Description of the viral modules prepared for transient expression of hGH

The viral provector system is designed for the in planta assembly of functional replicons from non-functional provector modules delivered by Agrobacterium. Functional replicons are formed by recombination between 5′ and 3′ modules as a result of the action of a site-specific recombinase, which can be expressed transiently from a third co-delivered construct or stably from a transgenic host. In this work, a single 5′ provector module (pICH10570; Figure 1) was used in combination with several 3′ modules. The 5′ module contained the TMV RNA-dependent RNA polymerase, the movement protein (MP) and the CP-SgPr, which drives expression of the gene of interest cloned in the 3′ module after recombination.

Figure 1.

Modules of the provector system. The provector system consists of a 5′ module (pICH10570) that can be combined with different 3′ modules (pICH11731, pICH11901, pICH14071 and pICH14081). Both modules are assembled in planta by expression of a recombinase from construct pICH10881. All constructs are cloned in pBIN19-based binary vectors between the T-DNA left and right borders (LB and RB). Act2, Arabidopsis actin2 promoter; AttP, AttB, Streptomyces phage PhiC31 recombinase attachment sites; MP, viral movement protein; NLS, nuclear localization signal; NTR, cr-TMV 3′ non-translated region; Tnos, nopaline synthase terminator; TVCV-polymerase, turnip vein clearing virus RNA-dependent RNA polymerase.

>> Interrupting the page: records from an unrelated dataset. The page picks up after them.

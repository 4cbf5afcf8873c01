//! Lanai - command line entrypoint.
//!
//! Loads configuration, initializes logging and runs one of the subcommands.
//! `search` bulk-loads a word list into an index and answers prefix queries.

use anyhow::Context;
use clap::{Parser, Subcommand};
use lanai_index::config::cache::CacheConfig;
use lanai_index::config::{ConfigLoader, LanaiConfig, LogConfig, ENV_PREFIX};
use lanai_index::{EntryValue, KeyCase, LanaiError, LanaiResult, PrefixIndex};
use serde::Serialize;
use std::fs::File;
use std::io::{BufRead, BufReader};
use std::path::{Path, PathBuf};
use std::time::Instant;
use tracing::{debug, info};

/// Cache id used for the dictionary loaded by `search`.
const DICTIONARY_CACHE: &str = "dictionary";

/// Command line arguments for Lanai.
#[derive(Parser, Debug)]
#[clap(name = "lanai", version, author, about)]
struct Args {
    /// Path to configuration file
    #[clap(short, long, value_parser)]
    config: Option<PathBuf>,

    /// Command to execute
    #[clap(subcommand)]
    command: Command,
}

/// Available subcommands.
#[derive(Subcommand, Debug)]
enum Command {
    /// Index a word list (one word per line) and print the matches of each prefix
    Search {
        /// Path to the word list
        #[clap(short, long, value_parser)]
        dictionary: PathBuf,

        /// Index words exactly as written instead of lowercasing them
        #[clap(long)]
        case_sensitive: bool,

        /// Prefixes to look up
        #[clap(required = true)]
        prefixes: Vec<String>,
    },

    /// Validate the configuration file
    Validate,

    /// Generate a default configuration file
    GenConfig {
        /// Path to output configuration file
        #[clap(short, long, value_parser)]
        output: PathBuf,
    },
}

/// One dictionary line.
#[derive(Debug, Clone, PartialEq, Eq, PartialOrd, Ord, Serialize)]
struct DictionaryRecord {
    word: String,
    line: usize,
}

impl EntryValue for DictionaryRecord {
    fn search_key(&self) -> Option<&str> {
        Some(&self.word)
    }
}

/// Matches printed for one prefix.
#[derive(Debug, Serialize)]
struct PrefixMatches {
    prefix: String,
    count: usize,
    matches: Vec<DictionaryRecord>,
}

/// Initialize the logging system.
///
/// `RUST_LOG` takes precedence over the configured level. Logs go to stderr so
/// that stdout only carries results.
fn init_logging(log: &LogConfig) -> LanaiResult<()> {
    let filter = tracing_subscriber::EnvFilter::try_from_default_env()
        .unwrap_or_else(|_| tracing_subscriber::EnvFilter::new(&log.level));

    let builder = tracing_subscriber::fmt()
        .with_env_filter(filter)
        .with_writer(std::io::stderr)
        .with_file(log.source_location)
        .with_line_number(log.source_location)
        .with_thread_names(true);

    let result = if log.json {
        tracing::subscriber::set_global_default(builder.json().finish())
    } else {
        tracing::subscriber::set_global_default(builder.pretty().finish())
    };

    result.map_err(|e| LanaiError::Custom(format!("Failed to set global tracing subscriber: {e}")))
}

fn search(
    config: &LanaiConfig,
    dictionary: &Path,
    case_sensitive: bool,
    prefixes: Vec<String>,
) -> anyhow::Result<()> {
    let index: PrefixIndex<&'static str, usize, DictionaryRecord> =
        PrefixIndex::from_config(&config.index)?;

    let cache_config = CacheConfig {
        key_case: if case_sensitive {
            KeyCase::Sensitive
        } else {
            KeyCase::Insensitive
        },
        ..config.cache.clone()
    };
    index.add_cache(DICTIONARY_CACHE, cache_config, |_| None)?;

    let started = Instant::now();
    let file = File::open(dictionary)
        .with_context(|| format!("Failed to open dictionary {dictionary:?}"))?;

    for (line, word) in BufReader::new(file).lines().enumerate() {
        let word = word.with_context(|| format!("Failed to read line {}", line + 1))?;
        let word = word.trim();
        if word.is_empty() {
            continue;
        }

        let record = DictionaryRecord {
            word: word.to_string(),
            line: line + 1,
        };
        index.put(&DICTIONARY_CACHE, line, record)?;
    }

    info!(
        size = index.size(),
        node_count = index.node_count(),
        elapsed_ms = started.elapsed().as_millis() as u64,
        "Dictionary indexed"
    );

    let mut results = Vec::with_capacity(prefixes.len());
    for prefix in prefixes {
        let started = Instant::now();
        let mut matches = index.get_by_prefix(&prefix)?;
        matches.sort();
        debug!(
            %prefix,
            count = matches.len(),
            elapsed_us = started.elapsed().as_micros() as u64,
            "Prefix resolved"
        );

        results.push(PrefixMatches {
            prefix,
            count: matches.len(),
            matches,
        });
    }

    println!("{}", serde_json::to_string_pretty(&results)?);
    Ok(())
}

/// Main entry point for the application.
fn main() -> anyhow::Result<()> {
    let args = Args::parse();
    let config_loader = ConfigLoader::new(args.config.as_deref(), ENV_PREFIX);

    match args.command {
        Command::Search {
            dictionary,
            case_sensitive,
            prefixes,
        } => {
            let config = config_loader.load()?;
            init_logging(&config.log)?;
            info!(version = lanai_index::VERSION, "Starting Lanai search");
            search(&config, &dictionary, case_sensitive, prefixes)
        }
        Command::Validate => {
            let config = config_loader.load()?;
            init_logging(&config.log)?;
            info!("Configuration validated successfully");
            Ok(())
        }
        Command::GenConfig { output } => {
            init_logging(&LogConfig::default())?;
            info!("Generating default configuration");

            if let Some(parent) = output.parent() {
                std::fs::create_dir_all(parent).map_err(LanaiError::Io)?;
            }

            let toml = toml::to_string_pretty(&LanaiConfig::default())
                .map_err(|e| LanaiError::Custom(format!("Failed to serialize config: {e}")))?;
            std::fs::write(&output, toml).map_err(LanaiError::Io)?;

            info!("Default configuration written to {:?}", output);
            Ok(())
        }
    }
}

hGH is a secreted protein, and the first 26 amino acids of the protein consist of a signal peptide that directs the expressed protein into the secretory pathway. This signal peptide is cleaved on secretion into the endoplasmic reticulum (ER), resulting in a secreted protein starting with phenylalanine. Four 3′ modules were prepared in order to produce the protein in different cell compartments. In the first construct, pICH11901, the coding sequence of the mature protein was cloned without a signal peptide sequence for expression in the cytosol. As the mature growth hormone starts with a phenylalanine at the N-terminal end, a methionine start codon had to be added for expression in the cytosol (a second amino acid, an alanine, was also present after the methionine start codon due to cloning of the coding sequence using a NcoI restriction site). A second construct, pICH11731, contained the full hGH precursor sequence with the native human signal peptide sequence. If the signal peptide is functional in plants, as in human cells, it should target the expressed protein to the ER, and a proteolytic cleavage would result in a processed molecule starting with a phenylalanine. Finally, two modules, pICH14071 and pICH14081, were prepared for targeting the protein into the chloroplast. In these constructs, the hGH coding sequence was fused to a consensus amino acid sequence of chloroplast targeting signals from the ribulose-1,5-bisphosphate carboxylase/oxygenase (rubisco) small subunit precursor proteins from different plant species. The three C-terminal amino acids of the signal peptide were changed from VCR to either PSR (pICH14071) or RFN (pICH14081) (Figure 1 and ‘Experimental procedures’) to create a cleavage sequence expected to lead to a phenylalanine at the N-terminus for the processed protein (sequence determined by comparative analysis of natural chloroplast-targeted proteins that are cleaved upstream of a phenylalanine). This artificial amino acid sequence was subsequently converted into a nucleotide sequence chosen to conform to the codon usage of dicot plants.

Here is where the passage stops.